CUERPO Collective Body is a fluid body of artists with a shared goal of fostering ephemeral ways of knowing - a practice where intimacy, embodiment and care may intersect through the creative process. Conceived by artist and educator Guadalupe Martinez, the resarche projects centre of knowing and enquires how it may exist within the very function of art production and art education.

From 2019 - 2025, I have been an active member of CUERPO. Through collective projects, we explored ways of to articulate sensations through engagement with everyday objects, deep listening, drawings, and embodied writings.
CUERPO performed at the Vancouver Art Gallery, the OR Gallery and various public spaces. 

1/8    CUERPO Collective Body 2021 
2/8    Embodyment workshop
4/8   From Tree To Fountain 2020
5/8    From Tree To Fountain 2021 (gallery installation view)
6/8    Resonance 2019   
7/8    Sensorial Visualities 2023
8/8    Drawing and text contribution on an artist book by Guadalupe Martinez

12.Supernormal Vision Machine



2021




custom made glass vessel, video projection, paper


Supernormal Vision Machine is an installation that invites viewers into a pinhole viewing mechanism. A custom-made glass vessel is housed within a black box affixed to the gallery wall, while a computer monitor positioned behind the vessel projects imagery at a forty-five-degree angle. Inspired by the scallop's distinctive mirror-like retina, the bottom of the glass vessel functions as an optical interface that refracts and concentrates the projected image.

The video consists of a visual translation of Moss Code into sequences of black-and-white binary stripe patterns.
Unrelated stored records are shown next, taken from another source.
//! Data connection (C3, §4.3): a one-shot bulk byte pipe opened fresh for
//! every transfer, in passive (connect) or active (listen+accept) mode,
//! optionally TLS-overlaid.

use crate::config::TransferMode;
use crate::error::{FtpError, Result};
use crate::observer::ObserverList;
use crate::protocol::ControlConnection;
use crate::socket::Socket;
use rustls::pki_types::ServerName;
use std::io::{Read, Write};
use std::net::{IpAddr, SocketAddr, TcpListener, TcpStream};
use std::sync::Arc;

const TRANSFER_CHUNK: usize = 8192;

/// Lifecycle states a [`DataConnection`] passes through (§3). The state is
/// tracked for observability/testing; the type system already prevents most
/// illegal transitions (e.g. `transfer` consumes `self`).
#[derive(Debug, Clone, Copy, PartialEq, Eq)]
pub enum DataConnectionState {
    Idle,
    Listening,
    Connected,
    Transferring,
    Closed,
}

/// Callbacks a transfer polls after each 8 KiB block (§6 `TransferCallback`).
/// All methods default to a no-op/`false` so callers only override what they
/// need.
pub trait TransferCallback {
    fn begin(&mut self) {}
    fn notify(&mut self, _n: usize) {}
    fn end(&mut self) {}
    fn is_cancelled(&mut self) -> bool {
        false
    }
}

/// A no-op callback, used when the caller doesn't supply one.
pub struct NullCallback;
impl TransferCallback for NullCallback {}

/// A connected data channel, ready to transfer exactly one stream of bytes.
pub struct DataConnection {
    socket: Socket,
    state: DataConnectionState,
}

/// What `prepare` produced: either an already-connected passive socket, or
/// a bound listener waiting for the server to connect back (active mode).
pub enum PendingData {
    Connected(Socket),
    Listening(TcpListener),
}

/// Outcome of the PASV/EPSV/PORT/EPRT negotiation: the reply is always
/// returned for aggregation (§4.6 step 8); `data` is absent when the
/// server rejected the preparatory command, which per §4.6 "exceptional
/// paths" aborts the flow without that being an [`FtpError`].
pub struct Prepared {
    pub reply: crate::reply::Reply,
    pub data: Option<PendingData>,
}

impl DataConnection {
    pub fn state(&self) -> DataConnectionState {
        self.state
    }

    /// Step 1 of the data-command flow (§4.6): negotiate PASV/EPSV or
    /// PORT/EPRT over the control connection. For active mode this binds
    /// the listener and sends the command, but does **not** accept yet —
    /// the caller must send the main command and read its preliminary
    /// reply first (§4.6 step 2-3).
    pub fn prepare(
        control: &mut ControlConnection,
        mode: TransferMode,
        rfc2428_support: bool,
        observers: &ObserverList,
    ) -> Result<Prepared> {
        tracing::debug!(?mode, rfc2428_support, "preparing data connection");
        match mode {
            TransferMode::Passive => {
                if rfc2428_support {
                    open_epsv(control, observers)
                } else {
                    open_pasv(control, observers)
                }
            }
            TransferMode::Active => {
                if rfc2428_support {
                    open_eprt(control, observers)
                } else {
                    open_port(control, observers)
                }
            }
        }
    }

    /// Step 3-4 of the data-command flow: accept (active mode only), then
    /// TLS-wrap if a TLS config was supplied, sharing `tls_config` with the
    /// control connection's handshake for session resumption (§4.3, §9).
    pub fn finalize(
        pending: PendingData,
        tls: Option<(Arc<rustls::ClientConfig>, ServerName<'static>)>,
    ) -> Result<DataConnection> {
        let tcp = match pending {
            PendingData::Connected(Socket::Plain(tcp)) => tcp,
            PendingData::Connected(Socket::Tls(_)) => {
                return Err(FtpError::protocol("data socket already TLS before finalize"));
            }
            PendingData::Listening(listener) => {
                tracing::debug!("accepting incoming active-mode data connection");
                let (tcp, _peer) = listener.accept()?;
                tcp
            }
        };
        tcp.set_nodelay(true)?;
        let _ = configure_buffers(&tcp);

        let socket = match tls {
            Some((config, name)) => {
                tracing::debug!("handshaking TLS on data connection");
                Socket::from_tcp(tcp).upgrade_client(config, name)?
            }
            None => Socket::from_tcp(tcp),
        };

        tracing::debug!("data connection ready");
        Ok(DataConnection {
            socket,
            state: DataConnectionState::Connected,
        })
    }

    /// Upload: read up to 8 KiB at a time from `source`, write to the data
    /// socket, polling `cb` for cancellation after each write (§4.3).
    pub fn send(&mut self, source: &mut dyn Read, cb: &mut dyn TransferCallback) -> Result<u64> {
        if cb.is_cancelled() {
            return Ok(0);
        }
        self.state = DataConnectionState::Transferring;
        cb.begin();
        let mut buf = [0u8; TRANSFER_CHUNK];
        let mut total = 0u64;
        loop {
            let n = source.read(&mut buf)?;
            if n == 0 {
                break;
            }
            self.socket.write_all(&buf[..n])?;
            total += n as u64;
            cb.notify(n);
            if cb.is_cancelled() {
                break;
            }
        }
        cb.end();
        Ok(total)
    }

    /// Download: read up to 8 KiB at a time from the data socket, write to
    /// `sink`, polling `cb` for cancellation after each write (§4.3).
    pub fn recv(&mut self, sink: &mut dyn Write, cb: &mut dyn TransferCallback) -> Result<u64> {
        if cb.is_cancelled() {
            return Ok(0);
        }
        self.state = DataConnectionState::Transferring;
        cb.begin();
        let mut buf = [0u8; TRANSFER_CHUNK];
        let mut total = 0u64;
        loop {
            let n = self.socket.read_some(&mut buf)?;
            if n == 0 {
                break;
            }
            sink.write_all(&buf[..n])?;
            total += n as u64;
            cb.notify(n);
            if cb.is_cancelled() {
                break;
            }
        }
        sink.flush()?;
        cb.end();
        Ok(total)
    }

    /// Graceful close: TLS shutdown if TLS, else `shutdown(Both)`,
    /// tolerating `NotConnected`/`UnexpectedEof`.
    pub fn close_graceful(mut self) {
        let _ = self.socket.shutdown();
        self.state = DataConnectionState::Closed;
    }

    /// Abortive close: no shutdown handshake, used after a cancelled
    /// transfer so no final state is exchanged with the server (§4.3).
    pub fn close_abortive(self) {
        self.socket.close_abortive();
    }
}

fn configure_buffers(tcp: &TcpStream) -> std::io::Result<()> {
    // Enlarge OS socket buffers for bulk-transfer throughput. Failures are
    // tolerated — the OS clamps to its own ceiling regardless (§4.1) — but
    // logged, since a silently-unconfigured buffer is a throughput footgun.
    const BUFFER_SIZE: usize = 256 * 1024;
    let sock = socket2::SockRef::from(tcp);
    if let Err(e) = sock.set_recv_buffer_size(BUFFER_SIZE) {
        tracing::warn!(error = %e, size = BUFFER_SIZE, "failed to set data-socket recv buffer size");
    }
    if let Err(e) = sock.set_send_buffer_size(BUFFER_SIZE) {
        tracing::warn!(error = %e, size = BUFFER_SIZE, "failed to set data-socket send buffer size");
    }
    Ok(())
}

// ─── PASV ──────────────────────────────────────────────────────────────

fn open_pasv(control: &mut ControlConnection, observers: &ObserverList) -> Result<Prepared> {
    observers.dispatch_request("PASV");
    control.send_command("PASV")?;
    let reply = control.read_reply()?;
    observers.dispatch_reply(&reply);
    if !reply.is_positive() {
        return Ok(Prepared { reply, data: None });
    }
    let addr = parse_pasv(reply.text())?;
    let socket = Socket::connect(addr)?;
    Ok(Prepared {
        reply,
        data: Some(PendingData::Connected(socket)),
    })
}

/// Parse `(h1,h2,h3,h4,p1,p2)` out of a 227 reply: locate the outermost
/// parenthesis pair and split on `,` (§6).
fn parse_pasv(text: &str) -> Result<SocketAddr> {
    let open = text
        .find('(')
        .ok_or_else(|| FtpError::protocol("PASV reply missing '('"))?;
    let close = text
        .rfind(')')
        .ok_or_else(|| FtpError::protocol("PASV reply missing ')'"))?;
    if close <= open {
        return Err(FtpError::protocol("PASV reply has malformed parentheses"));
    }
    let inner = &text[open + 1..close];
    let parts: Vec<&str> = inner.split(',').map(str::trim).collect();
    if parts.len() != 6 {
        return Err(FtpError::protocol(format!(
            "PASV reply does not contain 6 fields: {inner:?}"
        )));
    }
    let nums: Vec<u16> = parts
        .iter()
        .map(|p| {
            p.parse::<u16>()
                .map_err(|_| FtpError::protocol(format!("PASV field not numeric: {p:?}")))
        })
        .collect::<Result<_>>()?;
    if nums.iter().any(|&n| n > 255) {
        return Err(FtpError::protocol("PASV field out of byte range"));
    }
    let ip = IpAddr::from([nums[0] as u8, nums[1] as u8, nums[2] as u8, nums[3] as u8]);
    let port = nums[4] * 256 + nums[5];
    Ok(SocketAddr::new(ip, port))
}

// ─── EPSV ──────────────────────────────────────────────────────────────

fn open_epsv(control: &mut ControlConnection, observers: &ObserverList) -> Result<Prepared> {
    let host_ip = control.peer_addr()?.ip();
    observers.dispatch_request("EPSV");
    control.send_command("EPSV")?;
    let reply = control.read_reply()?;
    observers.dispatch_reply(&reply);
    if !reply.is_positive() {
        return Ok(Prepared { reply, data: None });
    }
    let port = parse_epsv(reply.text())?;
    let socket = Socket::connect(SocketAddr::new(host_ip, port))?;
    Ok(Prepared {
        reply,
        data: Some(PendingData::Connected(socket)),
    })
}

/// Parse the port out of `(|||port|)` (§6): skip the four-byte `(|||`
/// prefix and trailing `)`.
fn parse_epsv(text: &str) -> Result<u16> {
    let open = text
        .find("(|||")
        .ok_or_else(|| FtpError::protocol("EPSV reply missing '(|||' prefix"))?;
    let start = open + 4;
    let rest = &text[start..];
    let close = rest
        .find(')')
        .ok_or_else(|| FtpError::protocol("EPSV reply missing ')'"))?;
    let digits = rest[..close]
        .trim_end_matches('|')
        .trim();
    digits
        .parse::<u16>()
        .map_err(|_| FtpError::protocol(format!("EPSV port not numeric: {digits:?}")))
}

// ─── PORT ──────────────────────────────────────────────────────────────

fn open_port(control: &mut ControlConnection, observers: &ObserverList) -> Result<Prepared> {
    let local = control.local_addr()?;
    let ip = match local.ip() {
        IpAddr::V4(v4) => v4,
        IpAddr::V6(_) => {
            return Err(FtpError::unsupported(
                "PORT requires an IPv4 control connection; use EPRT for IPv6",
            ))
        }
    };
    let listener = bind_listener(SocketAddr::new(IpAddr::V4(ip), 0))?;
    let port = listener.local_addr()?.port();
    let octets = ip.octets();
    let cmd = format!(
        "PORT {},{},{},{},{},{}",
        octets[0],
        octets[1],
        octets[2],
        octets[3],
        port / 256,
        port % 256
    );
    observers.dispatch_request(&cmd);
    control.send_command(&cmd)?;
    let reply = control.read_reply()?;
    observers.dispatch_reply(&reply);
    if !reply.is_positive() {
        return Ok(Prepared { reply, data: None });
    }
    Ok(Prepared {
        reply,
        data: Some(PendingData::Listening(listener)),
    })
}

// ─── EPRT ──────────────────────────────────────────────────────────────

fn open_eprt(control: &mut ControlConnection, observers: &ObserverList) -> Result<Prepared> {
    let local = control.local_addr()?;
    let listener = bind_listener(SocketAddr::new(local.ip(), 0))?;
    let port = listener.local_addr()?.port();
    let af = match local.ip() {
        IpAddr::V4(_) => 1,
        IpAddr::V6(_) => 2,
    };
    let cmd = format!("EPRT |{}|{}|{}|", af, local.ip(), port);
    observers.dispatch_request(&cmd);
    control.send_command(&cmd)?;
    let reply = control.read_reply()?;
    observers.dispatch_reply(&reply);
    if !reply.is_positive() {
        return Ok(Prepared { reply, data: None });
    }
    Ok(Prepared {
        reply,
        data: Some(PendingData::Listening(listener)),
    })
}

/// Bind a TCP listener at `addr` with backlog 1 (§4.3: "bind a TCP listener
/// ... with an OS-assigned port; backlog = 1").
fn bind_listener(addr: SocketAddr) -> std::io::Result<TcpListener> {
    use socket2::{Domain, Socket as Socket2, Type};
    let domain = if addr.is_ipv4() {
        Domain::IPV4
    } else {
        Domain::IPV6
    };
    let socket = Socket2::new(domain, Type::STREAM, Some(socket2::Protocol::TCP))?;
    socket.set_reuse_address(true)?;
    socket.bind(&addr.into())?;
    socket.listen(1)?;
    Ok(socket.into())
}

#[cfg(test)]
mod tests {
    use super::*;

    #[test]
    fn parse_pasv_from_spec_scenario() {
        let addr = parse_pasv("227 Entering Passive Mode (127,0,0,1,8,20).").unwrap();
        assert_eq!(addr, SocketAddr::new(IpAddr::from([127, 0, 0, 1]), 8 * 256 + 20));
    }

    #[test]
    fn parse_epsv_from_spec_scenario() {
        let port = parse_epsv("229 Entering Extended Passive Mode (|||6446|)").unwrap();
        assert_eq!(port, 6446);
    }

    #[test]
    fn parse_pasv_rejects_malformed_payload() {
        assert!(parse_pasv("227 Entering Passive Mode").is_err());
        assert!(parse_pasv("227 (1,2,3,4,5)").is_err());
    }

    #[test]
    fn parse_epsv_rejects_malformed_payload() {
        assert!(parse_epsv("229 Entering Extended Passive Mode").is_err());
    }

    #[test]
    fn port_command_format() {
        // PORT a,b,c,d,p1,p2 — verify the splitting arithmetic directly.
        let port: u16 = 2068;
        assert_eq!(port / 256, 8);
        assert_eq!(port % 256, 20);
    }
}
Generated from the names of sixty-one endangered species from the Pacific coast of British Columbia, the coded sequences flash rapidly and cycle continuously. Viewed through the pinhole aperture, the patterns produce a flickering optical effect that hovers between signal, image, and sensory stimulus.

Accompanying the installation is a Moss Code translation chart from the names of the endangered species used to generate the video sequence. 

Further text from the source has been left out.